Akademik Veri Yönetim Sistemi
Marine Pollution Bulletin, cilt.230, 2026 (SCI-Expanded, Scopus)
Nihoul's vertically averaged equation remains widely used for operational oil spill modeling because it offers a simple, computationally efficient formulation and an analytical similarity solution that serves as a robust benchmark for validating numerical schemes. However, its reliance on a predefined parabolic slick profile introduces systematic errors at the slick periphery. Relative to laboratory observations, the parabolic profile underestimates the slick radius and overestimates thickness near the tail end. The simulated slick thickness fields, spatial extent, and spreading persistence represent physical hazard-related indicators describing the intensity and footprint of surface contamination. To address these limitations, we enhanced Nihoul's spreading equation and applied to a spill problem where surface tension forces oppose the late stage spreading. The new formulation admits both a closed form analytical solution and a numerical solution, representing, to our knowledge, the first joint analytical–numerical treatment of this extension.
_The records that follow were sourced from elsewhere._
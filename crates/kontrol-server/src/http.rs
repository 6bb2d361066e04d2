//! HTTP API of the registry.
//!
//! - `GET /heartbeat?id=<kite id>` answers `pong` while the kite holds a
//!   lease and `registeragain` once it does not (plain text)
//! - `POST /register` takes a `RegisterRequest`
//! - `POST /kites` and `POST /token` take a `QueryRequest`; the caller's
//!   kite key names the user the token is issued to
//! - `POST /machine` takes a `MachineRequest` and returns a kite key
//!
//! JSON bodies in and out. Failures come back as `{"error": "..."}`.
use std::convert::Infallible;
use std::future::Future;
use std::sync::Arc;

use bytes::Bytes;
use http::header::{HeaderValue, ALLOW, CONTENT_TYPE};
use http::{Method, Request, Response, StatusCode};
use http_body_util::{BodyExt, Full, LengthLimitError, Limited};
use hyper::body::Body;
use hyper::server::conn::http1;
use hyper::service::service_fn;
use hyper_util::rt::TokioIo;
use kontrol::{
    KiteKeyResult, Kontrol, KontrolError, MachineRequest, QueryRequest, RegisterRequest,
    TokenResult,
};
use serde::Serialize;
use tokio::net::TcpListener;

pub const HEARTBEAT_PATH: &str = "/heartbeat";
pub const REGISTER_PATH: &str = "/register";
pub const KITES_PATH: &str = "/kites";
pub const TOKEN_PATH: &str = "/token";
pub const MACHINE_PATH: &str = "/machine";

/// Largest request body accepted.
pub const MAX_BODY_BYTES: usize = 64 * 1024;

/// Accept connections on `listener` until `shutdown` resolves.
/// Connections already accepted are left to finish on their own.
pub async fn serve<F>(listener: TcpListener, kontrol: Arc<Kontrol>, shutdown: F)
where
    F: Future<Output = ()>,
{
    tokio::pin!(shutdown);

    loop {
        let (stream, peer) = tokio::select! {
            _ = &mut shutdown => break,
            accepted = listener.accept() => match accepted {
                Ok(conn) => conn,
                Err(e) => {
                    tracing::warn!("accept failed: {e}");
                    continue;
                }
            },
        };

        let kontrol = Arc::clone(&kontrol);
        tokio::spawn(async move {
            let service = service_fn(move |req: Request<hyper::body::Incoming>| {
                let kontrol = Arc::clone(&kontrol);
                async move { Ok::<_, Infallible>(route(&kontrol, req).await) }
            });
            if let Err(e) = http1::Builder::new()
                .serve_connection(TokioIo::new(stream), service)
                .await
            {
                tracing::debug!("connection from {peer} ended with error: {e}");
            }
        });
    }
    tracing::info!("http api stopped");
}

#[derive(Debug, thiserror::Error)]
enum ApiError {
    #[error("request body too large")]
    TooLarge,

    #[error("cannot read request body")]
    Body,

    #[error("malformed json: {0}")]
    Json(#[from] serde_json::Error),

    #[error(transparent)]
    Kontrol(#[from] KontrolError),
}

impl ApiError {
    fn status(&self) -> StatusCode {
        match self {
            ApiError::TooLarge => StatusCode::PAYLOAD_TOO_LARGE,
            ApiError::Body | ApiError::Json(_) => StatusCode::BAD_REQUEST,
            ApiError::Kontrol(e) => match e {
                KontrolError::Validation { .. } | KontrolError::InvalidQuery { .. } => {
                    StatusCode::BAD_REQUEST
                }
                KontrolError::Auth { .. } => StatusCode::UNAUTHORIZED,
                KontrolError::AmbiguousQuery { .. } => StatusCode::CONFLICT,
                KontrolError::Internal { .. } | KontrolError::Token(_) => {
                    StatusCode::INTERNAL_SERVER_ERROR
                }
            },
        }
    }

    /// Message safe to send back. Signer details stay in the log.
    fn message(&self) -> String {
        match self {
            ApiError::Kontrol(KontrolError::Token(e)) => {
                tracing::error!("token signing failed: {e}");
                "internal error - token".to_string()
            }
            other => other.to_string(),
        }
    }
}

/// Dispatch a single request.
pub async fn route<B>(kontrol: &Kontrol, req: Request<B>) -> Response<Full<Bytes>>
where
    B: Body,
    B::Error: Into<Box<dyn std::error::Error + Send + Sync>>,
{
    let (method, allow) = match req.uri().path() {
        HEARTBEAT_PATH => (Method::GET, "GET"),
        REGISTER_PATH | KITES_PATH | TOKEN_PATH | MACHINE_PATH => (Method::POST, "POST"),
        _ => return text(StatusCode::NOT_FOUND, "not found"),
    };
    if req.method() != method {
        let mut resp = text(StatusCode::METHOD_NOT_ALLOWED, "method not allowed");
        resp.headers_mut().insert(ALLOW, HeaderValue::from_static(allow));
        return resp;
    }

    if req.uri().path() == HEARTBEAT_PATH {
        return heartbeat(kontrol, req.uri().query());
    }

    let path = req.uri().path().to_owned();
    let body = match read_body(req.into_body()).await {
        Ok(body) => body,
        Err(e) => return error(&e),
    };
    match path.as_str() {
        REGISTER_PATH => reply(register(kontrol, &body).await),
        KITES_PATH => reply(get_kites(kontrol, &body).await),
        TOKEN_PATH => reply(get_token(kontrol, &body).await),
        _ => reply(machine(kontrol, &body).await),
    }
}

fn heartbeat(kontrol: &Kontrol, query: Option<&str>) -> Response<Full<Bytes>> {
    let Some(id) = query_param(query, "id") else {
        return text(StatusCode::BAD_REQUEST, "query must contain id");
    };
    let reply = kontrol.heartbeat(&id);
    tracing::trace!("heartbeat {id}: {}", reply.as_str());
    text(StatusCode::OK, reply.as_str())
}

async fn register(kontrol: &Kontrol, body: &[u8]) -> Result<impl Serialize, ApiError> {
    let request: RegisterRequest = serde_json::from_slice(body)?;
    Ok(kontrol.register(request).await?)
}

async fn get_kites(kontrol: &Kontrol, body: &[u8]) -> Result<impl Serialize, ApiError> {
    let request: QueryRequest = serde_json::from_slice(body)?;
    let requester = kontrol.authenticate(&request.auth)?;
    Ok(kontrol.get_kites(&request.query, &requester).await?)
}

async fn get_token(kontrol: &Kontrol, body: &[u8]) -> Result<impl Serialize, ApiError> {
    let request: QueryRequest = serde_json::from_slice(body)?;
    let requester = kontrol.authenticate(&request.auth)?;
    let token = kontrol.get_token(&request.query, &requester).await?;
    Ok(TokenResult { token })
}

async fn machine(kontrol: &Kontrol, body: &[u8]) -> Result<impl Serialize, ApiError> {
    let request: MachineRequest = serde_json::from_slice(body)?;
    let kite_key = kontrol.machine(request).await?;
    Ok(KiteKeyResult { kite_key })
}

async fn read_body<B>(body: B) -> Result<Bytes, ApiError>
where
    B: Body,
    B::Error: Into<Box<dyn std::error::Error + Send + Sync>>,
{
    match Limited::new(body, MAX_BODY_BYTES).collect().await {
        Ok(collected) => Ok(collected.to_bytes()),
        Err(e) if e.downcast_ref::<LengthLimitError>().is_some() => Err(ApiError::TooLarge),
        Err(e) => {
            tracing::debug!("reading request body failed: {e}");
            Err(ApiError::Body)
        }
    }
}

fn query_param(query: Option<&str>, name: &str) -> Option<String> {
    url::form_urlencoded::parse(query?.as_bytes())
        .find(|(key, _)| key == name)
        .map(|(_, value)| value.into_owned())
        .filter(|value| !value.is_empty())
}

fn reply<T: Serialize>(result: Result<T, ApiError>) -> Response<Full<Bytes>> {
    let value = match result {
        Ok(value) => value,
        Err(e) => return error(&e),
    };
    match serde_json::to_vec(&value) {
        Ok(body) => json(StatusCode::OK, body),
        Err(e) => {
            tracing::error!("encoding response failed: {e}");
            text(StatusCode::INTERNAL_SERVER_ERROR, "internal error")
        }
    }
}

fn error(err: &ApiError) -> Response<Full<Bytes>> {
    let status = err.status();
    let body = serde_json::json!({ "error": err.message() });
    json(status, body.to_string().into_bytes())
}

fn json(status: StatusCode, body: Vec<u8>) -> Response<Full<Bytes>> {
    let mut resp = Response::new(Full::new(Bytes::from(body)));
    *resp.status_mut() = status;
    resp.headers_mut()
        .insert(CONTENT_TYPE, HeaderValue::from_static("application/json"));
    resp
}

fn text(status: StatusCode, body: &'static str) -> Response<Full<Bytes>> {
    let mut resp = Response::new(Full::new(Bytes::from_static(body.as_bytes())));
    *resp.status_mut() = status;
    resp.headers_mut().insert(
        CONTENT_TYPE,
        HeaderValue::from_static("text/plain; charset=utf-8"),
    );
    resp
}
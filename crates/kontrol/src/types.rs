use std::fmt;

use serde::{Deserialize, Serialize};

use crate::query::Query;

/// Identity of a registered kite.
///
/// Issued by the authentication layer and never mutated by the registry.
/// `id` is unique per running instance; the remaining fields describe it and
/// are what discovery queries filter on.
#[derive(Debug, Clone, PartialEq, Eq, Hash, Serialize, Deserialize)]
pub struct KiteId {
    pub username: String,
    pub environment: String,
    pub name: String,
    pub version: String,
    pub region: String,
    pub hostname: String,
    pub id: String,
}

impl KiteId {
    /// Field values in key order: username, environment, name, version,
    /// region, hostname, id.
    pub fn fields(&self) -> [&str; 7] {
        [
            &self.username,
            &self.environment,
            &self.name,
            &self.version,
            &self.region,
            &self.hostname,
            &self.id,
        ]
    }

    /// Storage key: `/username/environment/name/version/region/hostname/id`.
    pub fn key(&self) -> String {
        let mut key = String::new();
        for field in self.fields() {
            key.push('/');
            key.push_str(field);
        }
        key
    }
}

impl fmt::Display for KiteId {
    fn fmt(&self, f: &mut fmt::Formatter<'_>) -> fmt::Result {
        f.write_str(&self.key())
    }
}

/// Value persisted for a registered kite.
#[derive(Debug, Clone, PartialEq, Eq, Serialize, Deserialize)]
pub struct RegisterValue {
    pub url: String,
}

/// A registration record as returned by discovery.
#[derive(Debug, Clone, PartialEq, Eq, Serialize, Deserialize)]
pub struct KiteRecord {
    pub kite: KiteId,
    pub url: String,
    /// Token the consumer presents to the kite itself. Set by discovery.
    #[serde(default, skip_serializing_if = "Option::is_none")]
    pub token: Option<String>,
}

/// Attach the same token to every record.
pub fn attach_token(records: &mut [KiteRecord], token: &str) {
    for record in records {
        record.token = Some(token.to_string());
    }
}

/// Kind of credential a request was authenticated with.
#[derive(Debug, Clone, Copy, PartialEq, Eq, Serialize, Deserialize)]
#[serde(rename_all = "camelCase")]
pub enum AuthType {
    /// Kite key issued by this registry. The only type accepted for registration.
    KiteKey,
    /// Short-lived token minted by discovery.
    Token,
    /// Username/password or other session credential.
    Password,
}

impl fmt::Display for AuthType {
    fn fmt(&self, f: &mut fmt::Formatter<'_>) -> fmt::Result {
        let s = match self {
            AuthType::KiteKey => "kiteKey",
            AuthType::Token => "token",
            AuthType::Password => "password",
        };
        f.write_str(s)
    }
}

/// Credential presented with a request.
#[derive(Debug, Clone, PartialEq, Eq, Serialize, Deserialize)]
pub struct Auth {
    #[serde(rename = "type")]
    pub auth_type: AuthType,
    pub key: String,
}

/// Register request from a kite.
#[derive(Debug, Clone, Serialize, Deserialize)]
pub struct RegisterRequest {
    pub kite: KiteId,
    pub url: String,
    pub auth: Auth,
}

/// Register response.
#[derive(Debug, Clone, PartialEq, Eq, Serialize, Deserialize)]
#[serde(rename_all = "camelCase")]
pub struct RegisterResult {
    pub url: String,
    /// Seconds between heartbeats the kite must honor.
    pub heartbeat_interval: u64,
}

/// Machine registration request.
#[derive(Debug, Clone, Serialize, Deserialize)]
pub struct MachineRequest {
    pub username: String,
    /// Opaque credential handed to the machine-authentication hook.
    #[serde(default)]
    pub credential: String,
}

/// Heartbeat answer.
#[derive(Debug, Clone, Copy, PartialEq, Eq)]
pub enum HeartbeatReply {
    /// Lease reset.
    Pong,
    /// No lease known; the kite must call register again.
    RegisterAgain,
}

impl HeartbeatReply {
    pub fn as_str(&self) -> &'static str {
        match self {
            HeartbeatReply::Pong => "pong",
            HeartbeatReply::RegisterAgain => "registeragain",
        }
    }
}

impl fmt::Display for HeartbeatReply {
    fn fmt(&self, f: &mut fmt::Formatter<'_>) -> fmt::Result {
        f.write_str(self.as_str())
    }
}

/// Discovery response.
#[derive(Debug, Clone, Serialize, Deserialize)]
pub struct GetKitesResult {
    pub kites: Vec<KiteRecord>,
}

/// Discovery or token request: a query plus the caller's kite key.
#[derive(Debug, Clone, Serialize, Deserialize)]
pub struct QueryRequest {
    pub query: Query,
    pub auth: Auth,
}

/// Answer to a token request.
#[derive(Debug, Clone, PartialEq, Eq, Serialize, Deserialize)]
pub struct TokenResult {
    pub token: String,
}

/// Answer to a machine registration.
#[derive(Debug, Clone, PartialEq, Eq, Serialize, Deserialize)]
#[serde(rename_all = "camelCase")]
pub struct KiteKeyResult {
    pub kite_key: String,
}

/// Current Unix time in seconds.
pub fn now_secs() -> u64 {
    std::time::SystemTime::now()
        .duration_since(std::time::UNIX_EPOCH)
        .map(|d| d.as_secs())
        .unwrap_or(0)
}
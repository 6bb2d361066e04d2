//! Storage backend for registration records.
//!
//! The backend owns durability and TTL expiry. The registry only ever
//! upserts on registration, updates from the refresher, and reads for
//! discovery; it never deletes. A record whose TTL lapses disappears on its
//! own, which is what lets the registry crash without leaving stale kites.
pub mod memory;

pub use memory::MemoryStorage;

use crate::error::StorageError;
use crate::query::Query;
use crate::types::{KiteId, KiteRecord, RegisterValue};

#[async_trait::async_trait]
pub trait Storage: Send + Sync {
    /// Create or overwrite the record for `kite`, resetting its TTL.
    async fn upsert(&self, kite: &KiteId, value: &RegisterValue) -> Result<(), StorageError>;

    /// Overwrite an existing record, resetting its TTL.
    ///
    /// Fails with [`StorageError::NotFound`] when the record has already
    /// expired or never existed. An update must not resurrect a record.
    async fn update(&self, kite: &KiteId, value: &RegisterValue) -> Result<(), StorageError>;

    /// Live records matching `query`.
    async fn get(&self, query: &Query) -> Result<Vec<KiteRecord>, StorageError>;
}
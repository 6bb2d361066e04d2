/// Registry errors returned to callers.
///
/// Messages are safe to hand to remote peers: storage failures are collapsed
/// into `Internal` after being logged server-side.
#[derive(Debug, thiserror::Error)]
pub enum KontrolError {
    #[error("validation error: {reason}")]
    Validation { reason: String },

    #[error("invalid query: {reason}")]
    InvalidQuery { reason: String },

    #[error("authentication error: {reason}")]
    Auth { reason: String },

    #[error("internal error - {context}")]
    Internal { context: &'static str },

    #[error("query matches more than one kite ({matches})")]
    AmbiguousQuery { matches: usize },

    #[error("token error: {0}")]
    Token(#[from] TokenError),
}

impl KontrolError {
    pub(crate) fn validation(reason: impl Into<String>) -> Self {
        KontrolError::Validation {
            reason: reason.into(),
        }
    }

    pub(crate) fn auth(reason: impl Into<String>) -> Self {
        KontrolError::Auth {
            reason: reason.into(),
        }
    }

    /// Whether the caller sent something malformed (as opposed to a server fault).
    pub fn is_validation(&self) -> bool {
        matches!(
            self,
            KontrolError::Validation { .. } | KontrolError::InvalidQuery { .. }
        )
    }
}

/// Errors raised by a [`Storage`](crate::storage::Storage) backend.
#[derive(Debug, thiserror::Error)]
pub enum StorageError {
    #[error("key not found: {key}")]
    NotFound { key: String },

    #[error("storage backend unavailable: {0}")]
    Unavailable(String),

    #[error("storage backend error: {0}")]
    Backend(String),
}

/// Errors raised while signing or verifying tokens.
#[derive(Debug, thiserror::Error)]
pub enum TokenError {
    #[error("signing failed: {0}")]
    Signing(String),

    #[error("malformed token: {0}")]
    Malformed(String),

    #[error("token signature verification failed")]
    InvalidSignature,

    #[error("token expired")]
    Expired,
}

impl From<rmp_serde::encode::Error> for TokenError {
    fn from(e: rmp_serde::encode::Error) -> Self {
        TokenError::Signing(e.to_string())
    }
}

impl From<rmp_serde::decode::Error> for TokenError {
    fn from(e: rmp_serde::decode::Error) -> Self {
        TokenError::Malformed(e.to_string())
    }
}

/// Rejected registry configuration. Raised once by
/// [`Kontrol::new`](crate::Kontrol::new), never by a request, so it is kept
/// out of [`KontrolError`].
#[derive(Debug, thiserror::Error)]
pub enum ConfigError {
    #[error("record ttl {ttl:?} must exceed heartbeat window {window:?}")]
    TtlShorterThanHeartbeatWindow {
        ttl: std::time::Duration,
        window: std::time::Duration,
    },

    #[error("record ttl {ttl:?} must exceed update interval {update:?}")]
    TtlShorterThanUpdateInterval {
        ttl: std::time::Duration,
        update: std::time::Duration,
    },

    #[error("heartbeat interval {interval:?} is below one second")]
    HeartbeatIntervalTooShort { interval: std::time::Duration },

    #[error("{field} must be non-zero")]
    ZeroDuration { field: &'static str },

    #[error("issuer username must not be empty")]
    EmptyIssuer,
}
From these solutions, we derived new practical expressions for the slick extent and thickness distribution near termination, yielding an improved representation of the tail end profile. Comparisons with laboratory-scale spill experiments demonstrate improved agreement relative to the classical parabolic similarity solution, particularly for outer-radius growth and thinning behavior. The proposed approach provides a computationally efficient extension of existing spreading models, improving physical realism without the prohibitive cost of fully multiphase simulations.